Stored items
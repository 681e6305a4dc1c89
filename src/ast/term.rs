//! The term store: the intermediate representation built by the first pass.
//!
//! Every parsed instruction occupies one [`Term`] holding its code bits,
//! and owns one child term per operand. Instruction terms are chained
//! (through [`Term::next`]) in program order, and each carries an ordinal
//! position which is the coordinate space of label offsets.
//!
//! All terms live in one arena ([`TermStore`]) and refer to each other by [`TermId`].

use std::collections::TryReserveError;

use super::Bits;

/// An index of a term in a [`TermStore`].
#[derive(Debug, PartialEq, Eq, Hash, Clone, Copy)]
pub struct TermId(usize);

/// An operand whose bits cannot be known in the first pass.
#[derive(Debug, PartialEq, Eq, Hash, Clone)]
pub enum Pending {
    /// A label or constant reference (e.g., `LOOP`).
    ///
    /// The flags hold which tables the operand may be resolved against.
    Symbol {
        /// The referenced name.
        name: String,
        /// Whether the name may refer to a label.
        label: bool,
        /// Whether the name may refer to a constant.
        constant: bool
    },
    /// The digits of an explicit literal (e.g., `12` for `#12`).
    Literal(String),
}
impl std::fmt::Display for Pending {
    fn fmt(&self, f: &mut std::fmt::Formatter<'_>) -> std::fmt::Result {
        match self {
            Pending::Symbol { name, .. } => f.write_str(name),
            Pending::Literal(digits)  => write!(f, "#{digits}"),
        }
    }
}

/// The content of a term.
#[derive(Debug, PartialEq, Eq, Hash, Clone)]
pub enum TermValue {
    /// Final bits of the term.
    Resolved(Bits),
    /// A reference which the second pass replaces with [`TermValue::Resolved`].
    Pending(Pending),
}

/// A node of the term store.
#[derive(Debug, PartialEq, Eq, Clone)]
pub struct Term {
    value: TermValue,
    /// The ordinal of the instruction (operand terms share the ordinal of their instruction).
    position: usize,
    /// The source line this term was parsed from.
    line: usize,
    children: Vec<TermId>,
    next: Option<TermId>,
}
impl Term {
    /// The content of this term.
    pub fn value(&self) -> &TermValue {
        &self.value
    }
    /// The final bits of this term, or `None` if it is still pending.
    pub fn bits(&self) -> Option<&Bits> {
        match &self.value {
            TermValue::Resolved(bits) => Some(bits),
            TermValue::Pending(_) => None,
        }
    }
    /// The ordinal position of the instruction this term belongs to.
    pub fn position(&self) -> usize {
        self.position
    }
    /// The (1-indexed) source line of this term.
    pub fn line(&self) -> usize {
        self.line
    }
    /// The operand terms of this term, in attachment order.
    pub fn children(&self) -> &[TermId] {
        &self.children
    }
    /// The instruction term that follows this one.
    pub fn next(&self) -> Option<TermId> {
        self.next
    }
}

/// The arena holding every term of a program.
///
/// The store is append-only during the first pass.
/// The second pass only replaces pending values with resolved ones.
#[derive(Debug, PartialEq, Eq, Clone, Default)]
pub struct TermStore {
    terms: Vec<Term>,
    head: Option<TermId>,
    tail: Option<TermId>,
    instr_count: usize,
}
impl TermStore {
    /// Creates an empty store.
    pub fn new() -> Self {
        Self::default()
    }

    /// The ordinal position the next instruction will receive.
    ///
    /// Labels defined before an instruction take this as their position.
    pub fn next_position(&self) -> usize {
        self.instr_count
    }

    /// The number of instructions in the store.
    pub fn instr_count(&self) -> usize {
        self.instr_count
    }

    fn alloc(&mut self, term: Term) -> Result<TermId, TryReserveError> {
        self.terms.try_reserve(1)?;
        let id = TermId(self.terms.len());
        self.terms.push(term);
        Ok(id)
    }

    /// Appends an instruction term to the end of the program.
    pub fn push_instr(&mut self, code: Bits, line: usize) -> Result<TermId, TryReserveError> {
        let id = self.alloc(Term {
            value: TermValue::Resolved(code),
            position: self.instr_count,
            line,
            children: Vec::new(),
            next: None,
        })?;

        match self.tail.replace(id) {
            Some(tail) => self.terms[tail.0].next = Some(id),
            None => self.head = Some(id),
        }
        self.instr_count += 1;
        Ok(id)
    }

    /// Attaches an operand term to an instruction term.
    pub fn attach(&mut self, parent: TermId, value: TermValue) -> Result<TermId, TryReserveError> {
        let Term { position, line, .. } = self[parent];
        self.terms[parent.0].children.try_reserve(1)?;

        let id = self.alloc(Term { value, position, line, children: Vec::new(), next: None })?;
        self.terms[parent.0].children.push(id);
        Ok(id)
    }

    /// Replaces the value of a term with its final bits.
    pub(crate) fn resolve(&mut self, id: TermId, bits: Bits) {
        self.terms[id.0].value = TermValue::Resolved(bits);
    }

    /// Iterates over instruction terms in program order.
    pub fn instrs(&self) -> Instrs<'_> {
        Instrs { store: self, cursor: self.head }
    }

    /// Iterates over the operand terms of an instruction term.
    pub fn children(&self, id: TermId) -> impl Iterator<Item=(TermId, &Term)> + '_ {
        self[id].children.iter()
            .map(move |&c| (c, &self[c]))
    }
}
impl std::ops::Index<TermId> for TermStore {
    type Output = Term;

    fn index(&self, index: TermId) -> &Self::Output {
        &self.terms[index.0]
    }
}

/// Iterator over the instruction terms of a [`TermStore`]. See [`TermStore::instrs`].
pub struct Instrs<'s> {
    store: &'s TermStore,
    cursor: Option<TermId>,
}
impl<'s> Iterator for Instrs<'s> {
    type Item = (TermId, &'s Term);

    fn next(&mut self) -> Option<Self::Item> {
        let id = self.cursor?;
        let term = &self.store[id];
        self.cursor = term.next;
        Some((id, term))
    }
}

#[cfg(test)]
mod tests {
    use super::{Pending, TermStore, TermValue};
    use crate::ast::Bits;

    #[test]
    fn test_chain_order() {
        let mut store = TermStore::new();
        assert_eq!(store.instrs().count(), 0);

        let a = store.push_instr(Bits::from_pattern("0101"), 1).unwrap();
        store.attach(a, TermValue::Resolved(Bits::from_pattern("0"))).unwrap();
        store.attach(a, TermValue::Pending(Pending::Symbol { name: "LOOP".to_string(), label: true, constant: false })).unwrap();
        let b = store.push_instr(Bits::from_pattern("1111"), 3).unwrap();

        let positions: Vec<_> = store.instrs().map(|(_, t)| (t.position(), t.line())).collect();
        assert_eq!(positions, [(0, 1), (1, 3)]);
        assert_eq!(store.instr_count(), 2);
        assert_eq!(store.next_position(), 2);

        // operand terms are not part of the chain, and share their instruction's position
        let children: Vec<_> = store.children(a).map(|(_, t)| t.position()).collect();
        assert_eq!(children, [0, 0]);
        assert_eq!(store.children(b).count(), 0);
    }

    #[test]
    fn test_resolve() {
        let mut store = TermStore::new();
        let a = store.push_instr(Bits::from_pattern("1010"), 1).unwrap();
        let c = store.attach(a, TermValue::Pending(Pending::Literal("3".to_string()))).unwrap();
        assert_eq!(store[c].bits(), None);

        store.resolve(c, Bits::new(3, 5).unwrap());
        assert_eq!(store[c].bits().map(Bits::as_str), Some("00011"));
    }
}
use std::fs;
use std::path::{Path, PathBuf};
use std::process::{Command, Output};
use std::time::{SystemTime, UNIX_EPOCH};

fn unique_temp_dir(name: &str) -> PathBuf {
    let now = SystemTime::now()
        .duration_since(UNIX_EPOCH)
        .expect("clock")
        .as_micros();
    let dir = std::env::temp_dir().join(format!("hartz-cli-{name}-{now}"));
    fs::create_dir_all(&dir).expect("create temp dir");
    dir
}

fn translate(dir: &Path, src: &str, flags: &[&str]) -> (Output, PathBuf) {
    let input = dir.join("in.hz");
    let output = dir.join("out.txt");
    fs::write(&input, src).expect("write source");

    let out = Command::new(env!("CARGO_BIN_EXE_translator"))
        .arg(&input)
        .arg(&output)
        .args(flags)
        .output()
        .expect("run translator");
    (out, output)
}

#[test]
fn assembles_loop() {
    let dir = unique_temp_dir("loop");
    let (out, output) = translate(&dir, "LOOP: ADD $S1, $S2, $D1\nJMP LOOP\n", &["-w"]);

    assert!(out.status.success(), "{}", String::from_utf8_lossy(&out.stderr));
    assert_eq!(fs::read_to_string(output).expect("read output"), "0101010000\n1010110110\n");
    // LOOP is used, so nothing to warn about
    assert!(!String::from_utf8_lossy(&out.stderr).contains("never used"));
}

#[test]
fn warns_unused_symbols() {
    let dir = unique_temp_dir("unused");
    let (out, _) = translate(&dir, ".SIZE 3\nSTART: HALT\n", &["-w"]);

    assert!(out.status.success());
    let stderr = String::from_utf8_lossy(&out.stderr);
    assert!(stderr.contains("warning: label START is never used"), "{stderr}");
    assert!(stderr.contains("warning: constant SIZE is never used"), "{stderr}");
}

#[test]
fn undefined_symbol_fails_without_output() {
    let dir = unique_temp_dir("undefined");
    let (out, output) = translate(&dir, "HALT\nJMP UNDEFINED\n", &[]);

    assert_eq!(out.status.code(), Some(2));
    assert!(!output.exists());
    let stderr = String::from_utf8_lossy(&out.stderr);
    assert!(stderr.contains("2:\n\t'JMP UNDEFINED'"), "{stderr}");
    assert!(stderr.contains("symbol was never defined: UNDEFINED"), "{stderr}");
}

#[test]
fn malformed_line_exit_code() {
    let dir = unique_temp_dir("malformed");
    let (out, _) = translate(&dir, "NOT $X1, $D1\n", &[]);
    assert_eq!(out.status.code(), Some(1));
}

#[test]
fn halt_only() {
    let dir = unique_temp_dir("halt");
    // the source is never read
    let (out, output) = translate(&dir, "this is not assembly", &["-f"]);

    assert!(out.status.success());
    assert_eq!(fs::read_to_string(output).expect("read output"), "1111000000\n");
}

#[test]
fn prints_symbols_and_info() {
    let dir = unique_temp_dir("symbols");
    let (out, _) = translate(&dir, ".SIZE 3\nLOOP: SW $S1, SIZE\nJMP LOOP\n", &["-s", "-i"]);

    assert!(out.status.success());
    let stdout = String::from_utf8_lossy(&out.stdout);
    assert!(stdout.contains("Hartz machine"), "{stdout}");
    assert!(stdout.contains("labels:"), "{stdout}");
    assert!(stdout.lines().any(|l| l.starts_with("LOOP") && l.contains("true")), "{stdout}");
    assert!(stdout.lines().any(|l| l.starts_with("SIZE") && l.ends_with("constant")), "{stdout}");
}

#[test]
fn prints_symbols_on_failure() {
    let dir = unique_temp_dir("symbols-fail");
    let (out, output) = translate(&dir, "LOOP: NOP\nJMP MISSING\n", &["-s"]);

    assert_eq!(out.status.code(), Some(2));
    assert!(!output.exists());
    let stdout = String::from_utf8_lossy(&out.stdout);
    assert!(stdout.lines().any(|l| l.starts_with("LOOP")), "{stdout}");
}

#[test]
fn bad_arguments_exit_code() {
    let out = Command::new(env!("CARGO_BIN_EXE_translator"))
        .arg("only-one-file.hz")
        .output()
        .expect("run translator");
    assert_eq!(out.status.code(), Some(64));

    let out = Command::new(env!("CARGO_BIN_EXE_translator"))
        .arg("-h")
        .output()
        .expect("run translator");
    assert!(out.status.success());
}

#[test]
fn missing_input_fails() {
    let dir = unique_temp_dir("missing");
    let out = Command::new(env!("CARGO_BIN_EXE_translator"))
        .arg(dir.join("nope.hz"))
        .arg(dir.join("out.txt"))
        .output()
        .expect("run translator");

    assert!(!out.status.success());
    assert!(!dir.join("out.txt").exists());
}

Exercise objective
Scan each line above for the string "head". Give the tally and nothing else.

Solution to the problem
3